24-05-2009
Le 26 mai 2008, les travailleurs de Total Burkina ont soumis à leur Direction Générale une plate-forme revendicative en deux points à savoir l'adoption d'une nouvelle grille salariale d'une part et la mise en place d'un accord d'entreprise d'autre part. Malgré les rencontres qui ont eu lieu entre la Direction générale et les délégués du personnel, aucun accord n'avait pu être trouvé entre les parties jusqu'en décembre 2008. Devant et état de fait, les délégués de personnel adressent, le 13 février 2009, une lettre à la Direction Générale pour l'informer du blocage des négociations. Ils n'enregistrent aucune avancée.
Le 27 mars 2009, le personnel observe un sit-in sur l'ensemble du territoire, sit-in qui connaît la participation de la quasi-totalité du personnel: seuls trois agents de la Direction Générale n'y ont pas pris part.

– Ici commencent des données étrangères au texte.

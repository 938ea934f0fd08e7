use tracing::debug;

use crate::catalog::{CandidateQuery, PredicateField, PredicateOp};

use super::domain::{BankFilter, BankFilterMode, Candidate, CandidateStatus};

/// Expands a user-facing cluster label into the internal categories it covers.
///
/// Labels outside the known clusters are taken as a literal category.
pub fn category_cluster(label: &str) -> Vec<String> {
    let normalized = label.trim().to_ascii_lowercase();
    let categories: &[&str] = match normalized.as_str() {
        "self_directed" | "zelf_beleggen" => &["broker", "execution_only"],
        "guided" | "advised" | "advies" => &["advisory"],
        "managed" | "vermogensbeheer" => &["discretionary"],
        "pension" | "pensioensparen" => &["pension_savings"],
        _ => return vec![normalized],
    };
    categories.iter().map(|category| category.to_string()).collect()
}

/// Status and category constraints that can be pushed down to the catalog.
pub fn candidate_query(type_filter: Option<&str>) -> CandidateQuery {
    let query = CandidateQuery::new().with(
        PredicateField::Status,
        PredicateOp::Eq(CandidateStatus::Active.label().to_string()),
    );

    match type_filter.map(str::trim).filter(|label| !label.is_empty()) {
        Some(label) => query.with(
            PredicateField::Category,
            PredicateOp::In(category_cluster(label)),
        ),
        None => query,
    }
}

/// Keeps candidates that pass every filter. Filters are conjunctive, so the
/// order they run in does not change the surviving set.
pub fn filter_candidates(
    candidates: Vec<Candidate>,
    type_filter: Option<&str>,
    amount: u64,
    bank_filter: Option<&BankFilter>,
) -> Vec<Candidate> {
    let query = candidate_query(type_filter);
    let before = candidates.len();

    let eligible: Vec<Candidate> = candidates
        .into_iter()
        .filter(|candidate| query.matches(candidate))
        .filter(|candidate| amount_eligible(candidate, amount))
        .filter(|candidate| passes_bank_filter(candidate, bank_filter))
        .collect();

    debug!(before, after = eligible.len(), "applied candidate filters");
    eligible
}

/// No minimum means every amount qualifies.
pub fn amount_eligible(candidate: &Candidate, amount: u64) -> bool {
    candidate
        .minimum_investment
        .map_or(true, |minimum| amount >= minimum)
}

fn passes_bank_filter(candidate: &Candidate, bank_filter: Option<&BankFilter>) -> bool {
    let Some(filter) = bank_filter else {
        return true;
    };

    let listed = filter
        .banks
        .iter()
        .any(|bank| bank.trim().eq_ignore_ascii_case(candidate.provider.trim()));

    match filter.mode {
        BankFilterMode::Include => listed,
        BankFilterMode::Exclude => !listed,
        BankFilterMode::Boost => true,
    }
}

/// Whether a boost-mode bank filter names this candidate's provider.
pub fn is_boosted(candidate: &Candidate, bank_filter: Option<&BankFilter>) -> bool {
    let Some(filter) = bank_filter.filter(|filter| filter.mode == BankFilterMode::Boost) else {
        return false;
    };

    let provider = candidate.provider.to_lowercase();
    filter.banks.iter().any(|bank| {
        let bank = bank.trim().to_lowercase();
        !bank.is_empty() && provider.contains(&bank)
    })
}

#[cfg(test)]
mod tests {
    use super::*;
    use crate::matching::domain::CandidateId;

    fn candidate(id: &str, provider: &str, category: &str, minimum: Option<u64>) -> Candidate {
        Candidate {
            id: CandidateId::from(id),
            provider: provider.to_string(),
            category: category.to_string(),
            status: CandidateStatus::Active,
            minimum_investment: minimum,
            strengths: Vec::new(),
            weaknesses: Vec::new(),
        }
    }

    fn population() -> Vec<Candidate> {
        vec![
            candidate("a", "A", "broker", None),
            candidate("b", "B", "execution_only", None),
            candidate("c", "C", "advisory", None),
        ]
    }

    fn ids(candidates: &[Candidate]) -> Vec<&str> {
        candidates
            .iter()
            .map(|candidate| candidate.id.0.as_str())
            .collect()
    }

    #[test]
    fn clusters_expand_to_internal_categories() {
        assert_eq!(category_cluster("self_directed"), vec!["broker", "execution_only"]);
        assert_eq!(category_cluster("Managed"), vec!["discretionary"]);
        assert_eq!(category_cluster("crypto"), vec!["crypto"]);
    }

    #[test]
    fn type_filter_uses_or_within_cluster() {
        let eligible = filter_candidates(population(), Some("self_directed"), 0, None);
        assert_eq!(ids(&eligible), vec!["a", "b"]);
    }

    #[test]
    fn inactive_candidates_never_survive() {
        let mut candidates = population();
        candidates[0].status = CandidateStatus::Inactive;
        let eligible = filter_candidates(candidates, None, 0, None);
        assert_eq!(ids(&eligible), vec!["b", "c"]);
    }

    #[test]
    fn amount_threshold_is_inclusive() {
        let open = candidate("open", "Open", "broker", None);
        let gated = candidate("gated", "Gated", "broker", Some(1_000));

        assert!(amount_eligible(&open, 0));
        assert!(amount_eligible(&open, u64::MAX));
        assert!(!amount_eligible(&gated, 999));
        assert!(amount_eligible(&gated, 1_000));
        assert!(amount_eligible(&gated, 5_000));
    }

    #[test]
    fn include_and_exclude_are_complementary() {
        let include = BankFilter {
            mode: BankFilterMode::Include,
            banks: vec!["a".to_string()],
        };
        let exclude = BankFilter {
            mode: BankFilterMode::Exclude,
            banks: vec!["A".to_string()],
        };

        assert_eq!(
            ids(&filter_candidates(population(), None, 0, Some(&include))),
            vec!["a"]
        );
        assert_eq!(
            ids(&filter_candidates(population(), None, 0, Some(&exclude))),
            vec!["b", "c"]
        );
    }

    #[test]
    fn boost_mode_keeps_everyone_and_flags_substring_matches() {
        let boost = BankFilter {
            mode: BankFilterMode::Boost,
            banks: vec!["keytrade".to_string()],
        };
        let keytrade = candidate("k", "Keytrade Bank", "broker", None);
        let bolero = candidate("b", "Bolero", "broker", None);

        let eligible = filter_candidates(
            vec![keytrade.clone(), bolero.clone()],
            None,
            0,
            Some(&boost),
        );
        assert_eq!(eligible.len(), 2);
        assert!(is_boosted(&keytrade, Some(&boost)));
        assert!(!is_boosted(&bolero, Some(&boost)));
        assert!(!is_boosted(&keytrade, None));
    }
}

C'est suite à ce sit-in que la Direction générale de Total Burkina décide dans un premier temps de licencier tous les délégués du personnel au nombre de six (titulaires et suppléants). Mais face à la désapprobation totale du personnel, la Direction Générale de Total pose l'alternative suivante au porte parole des délégués: démissionner de son mandat de délégué de personnel en lieu et place du licenciement. En définitive et contre la réaffirmation du personnel de leur confiance au porte parole des délégués, la Direction Générale de Total Burkina le licencie le 23 avril 2009 à 19 heures.

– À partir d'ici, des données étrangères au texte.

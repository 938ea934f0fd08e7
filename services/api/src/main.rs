use fundmatch_api::run;

#[tokio::main]
async fn main() {
    if let Err(err) = run().await {
        eprintln!("application error: {err}");
        std::process::exit(1);
    }
}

Les lundis 27 et mardi 28 avril 2009, deux rencontres ont eu lieu à la Direction Générale du Travail en vue de trouver une solution. Face à la position intransigeante de la Direction de Total Burkina qui exige la levée de la grève comme préalable à toute négociation, les travailleurs ont proposé la solution suivante: "la signature d'un protocole d'accord devant le Directeur Général du Travail du Tribunal mentionnant d'une part la levée du mot d'ordre de grève et d'autre part l'annulation de la décision de licenciement du porte parole des délégués et consacrant du même coup sa réintégration." Cette proposition a été jugée inacceptable par la Direction Générale de Total Burkina.

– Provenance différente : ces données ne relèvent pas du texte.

use std::sync::Arc;
use std::time::Duration;

use serde::{Deserialize, Serialize};
use serde_json::Value;
use tracing::{info, warn};

use crate::catalog::CatalogSource;
use crate::config::MatchingConfig;
use crate::refinement::{
    ClarificationAnswer, InterpretError, RefinementOutcome, TextInterpreter, Verdict,
};

use super::adjust::{parse_impacts, recalculate, RecalculationOutcome};
use super::domain::{MatchOutcome, PreferenceSet, ScoredMatch};
use super::engine::MatchingEngine;
use super::explain::{
    fallback_highlights, fallback_summary, follow_up_questions, ExplanationContext,
    FollowUpQuestion, Highlights, NarrativeError, NarrativeGenerator, Scenario,
};
use super::MatchingError;

/// Service composing the catalog, the ranking engine and the text collaborators.
pub struct MatchingService<C, I, N> {
    catalog: Arc<C>,
    interpreter: Arc<I>,
    narrator: Arc<N>,
    engine: Arc<MatchingEngine>,
    collaborator_timeout: Duration,
}

#[derive(Debug, Clone, Deserialize)]
pub struct RecalculationRequest {
    #[serde(default)]
    pub preferences: PreferenceSet,
    pub matches: Vec<ScoredMatch>,
    #[serde(default)]
    pub impacts: Vec<Value>,
}

#[derive(Debug, Clone, Deserialize)]
pub struct RefinementRequest {
    #[serde(default)]
    pub preferences: PreferenceSet,
    pub text: String,
}

#[derive(Debug, Clone, Deserialize)]
pub struct ClarificationRequest {
    #[serde(default)]
    pub preferences: PreferenceSet,
    pub answer: Value,
}

#[derive(Debug, Clone, PartialEq, Serialize)]
pub struct ClarificationResponse {
    pub preferences: PreferenceSet,
    pub outcome: MatchOutcome,
}

/// Ranked list plus the preferences it was ranked for.
#[derive(Debug, Clone, Deserialize)]
pub struct ExplanationRequest {
    pub matches: Vec<ScoredMatch>,
    #[serde(default)]
    pub preferences: PreferenceSet,
}

#[derive(Debug, Clone, Copy, PartialEq, Eq, Serialize)]
#[serde(rename_all = "snake_case")]
pub enum NarrativeSource {
    Generated,
    Fallback,
}

#[derive(Debug, Clone, PartialEq, Serialize)]
pub struct InsightsResponse {
    pub highlights: Highlights,
    pub source: NarrativeSource,
}

#[derive(Debug, Clone, PartialEq, Serialize)]
pub struct ReportResponse {
    pub summary: String,
    pub source: NarrativeSource,
    pub context: ExplanationContext,
}

#[derive(Debug, Clone, PartialEq, Serialize)]
pub struct ScenarioResponse {
    pub scenario: Scenario,
    pub questions: Vec<FollowUpQuestion>,
}

impl<C, I, N> MatchingService<C, I, N>
where
    C: CatalogSource + 'static,
    I: TextInterpreter + 'static,
    N: NarrativeGenerator + 'static,
{
    pub fn new(
        catalog: Arc<C>,
        interpreter: Arc<I>,
        narrator: Arc<N>,
        config: &MatchingConfig,
    ) -> Self {
        Self {
            catalog,
            interpreter,
            narrator,
            engine: Arc::new(MatchingEngine::new(config.weights.clone(), config.top_n)),
            collaborator_timeout: config.collaborator_timeout,
        }
    }

    pub fn engine(&self) -> &MatchingEngine {
        &self.engine
    }

    /// Rank the catalog for a preference set.
    pub fn rank(&self, preferences: &PreferenceSet) -> Result<MatchOutcome, MatchingError> {
        self.engine.rank(self.catalog.as_ref(), preferences)
    }

    /// Re-rank a previously returned list from follow-up answers.
    pub fn recalculate(
        &self,
        request: RecalculationRequest,
    ) -> Result<RecalculationOutcome, MatchingError> {
        let impacts = parse_impacts(&request.impacts);
        info!(
            impacts = impacts.len(),
            matches = request.matches.len(),
            "recalculating ranking"
        );

        recalculate(&request.preferences, request.matches, &impacts, |loosened| {
            self.rank(loosened).map(MatchOutcome::into_matches)
        })
    }

    /// Interpret free text and re-score when the interpretation allows it.
    pub async fn refine(
        &self,
        request: RefinementRequest,
    ) -> Result<RefinementOutcome, MatchingError> {
        let text = request.text.trim().to_string();
        if text.is_empty() {
            return Err(MatchingError::InvalidInput(
                "text must not be empty".to_string(),
            ));
        }

        let interpreter = Arc::clone(&self.interpreter);
        let current = request.preferences.clone();
        let interpreted = bounded(
            self.collaborator_timeout,
            move || interpreter.interpret(&text, &current),
            InterpretError::TimedOut,
            InterpretError::Unavailable,
        )
        .await;

        let interpretation = match interpreted {
            Ok(interpretation) => interpretation,
            Err(err) => {
                warn!(error = %err, "text interpretation failed, ranking unchanged preferences");
                return Ok(RefinementOutcome::InterpreterUnavailable {
                    reason: err.to_string(),
                    outcome: self.rank(&request.preferences)?,
                });
            }
        };

        match interpretation.verdict(&request.preferences) {
            Verdict::Decline(message) => {
                info!("refinement declined on safety grounds");
                Ok(RefinementOutcome::Declined { message })
            }
            Verdict::Clarify(questions) => Ok(RefinementOutcome::NeedsClarification {
                questions,
                reasoning: interpretation.reasoning,
            }),
            Verdict::Proceed(preferences) => {
                let outcome = self.rank(&preferences)?;
                Ok(RefinementOutcome::Rescored {
                    preferences_changed: !interpretation.preference_updates.is_empty(),
                    soft_preferences_applied: !interpretation.soft_preferences.is_empty(),
                    reasoning: interpretation.reasoning,
                    confidence: interpretation.confidence,
                    preferences,
                    outcome,
                })
            }
        }
    }

    /// Apply a clarification answer and re-score.
    pub fn clarify(
        &self,
        request: ClarificationRequest,
    ) -> Result<ClarificationResponse, MatchingError> {
        let answer = ClarificationAnswer::from_value(&request.answer);
        let preferences = answer.apply_to(&request.preferences);
        let outcome = self.rank(&preferences)?;
        Ok(ClarificationResponse {
            preferences,
            outcome,
        })
    }

    /// Three highlights, generated or templated.
    pub async fn insights(&self, request: ExplanationRequest) -> InsightsResponse {
        let context = ExplanationContext::build(&request.matches, &request.preferences);
        let narrator = Arc::clone(&self.narrator);
        let shared = context.clone();
        let generated = bounded(
            self.collaborator_timeout,
            move || narrator.highlights(&shared),
            NarrativeError::TimedOut,
            NarrativeError::Unavailable,
        )
        .await;

        match generated {
            Ok(highlights) => InsightsResponse {
                highlights,
                source: NarrativeSource::Generated,
            },
            Err(err) => {
                warn!(error = %err, "using templated highlights");
                InsightsResponse {
                    highlights: fallback_highlights(&context),
                    source: NarrativeSource::Fallback,
                }
            }
        }
    }

    /// Full written report, generated or templated.
    pub async fn report(&self, request: ExplanationRequest) -> ReportResponse {
        let context = ExplanationContext::build(&request.matches, &request.preferences);
        let narrator = Arc::clone(&self.narrator);
        let shared = context.clone();
        let generated = bounded(
            self.collaborator_timeout,
            move || narrator.summarize(&shared),
            NarrativeError::TimedOut,
            NarrativeError::Unavailable,
        )
        .await;

        let (summary, source) = match generated {
            Ok(summary) if !summary.trim().is_empty() => (summary, NarrativeSource::Generated),
            Ok(_) => {
                warn!("narrative generator returned an empty report; using template");
                (fallback_summary(&context), NarrativeSource::Fallback)
            }
            Err(err) => {
                warn!(error = %err, "using templated report");
                (fallback_summary(&context), NarrativeSource::Fallback)
            }
        };

        ReportResponse {
            summary,
            source,
            context,
        }
    }

    pub fn scenario(&self, request: &ExplanationRequest) -> ScenarioResponse {
        let context = ExplanationContext::build(&request.matches, &request.preferences);
        let questions = follow_up_questions(&context.scenario, &request.matches);
        ScenarioResponse {
            scenario: context.scenario,
            questions,
        }
    }
}

/// Runs a blocking collaborator call on the blocking pool under a deadline.
async fn bounded<T, E, F>(
    limit: Duration,
    work: F,
    timed_out: E,
    failed: impl FnOnce(String) -> E,
) -> Result<T, E>
where
    F: FnOnce() -> Result<T, E> + Send + 'static,
    T: Send + 'static,
    E: Send + 'static,
{
    match tokio::time::timeout(limit, tokio::task::spawn_blocking(work)).await {
        Ok(Ok(result)) => result,
        Ok(Err(join_error)) => Err(failed(join_error.to_string())),
        Err(_) => Err(timed_out),
    }
}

Les secrétaires généraux des centrales syndicales et des syndicats autonomes notent que de plus en plus, les employeurs font fi de la protection dont jouissent les représentants des travailleurs, et cela avec la complicité de certains inspecteurs du Travail.
C'est pourquoi, ils dénoncent et condamnent le licenciement abusif de OUEDRAGO Yacouba, porte parole des délégués de Total Burkina, et exigent sa réintégration inconditionnelle. Ils mettent en garde la Direction Générale de Total Burkina qui se comporte comme en territoire conquis et la rendent responsable de la dégradation du climat social.
Ils expriment leur soutien ferme aux travailleurs de Total Burkina. Ils les encouragent à rester solidaires et déterminés dans leur lutte contre l'arbitraire, l'injustice et pour de meilleures conditions de vie et de travail.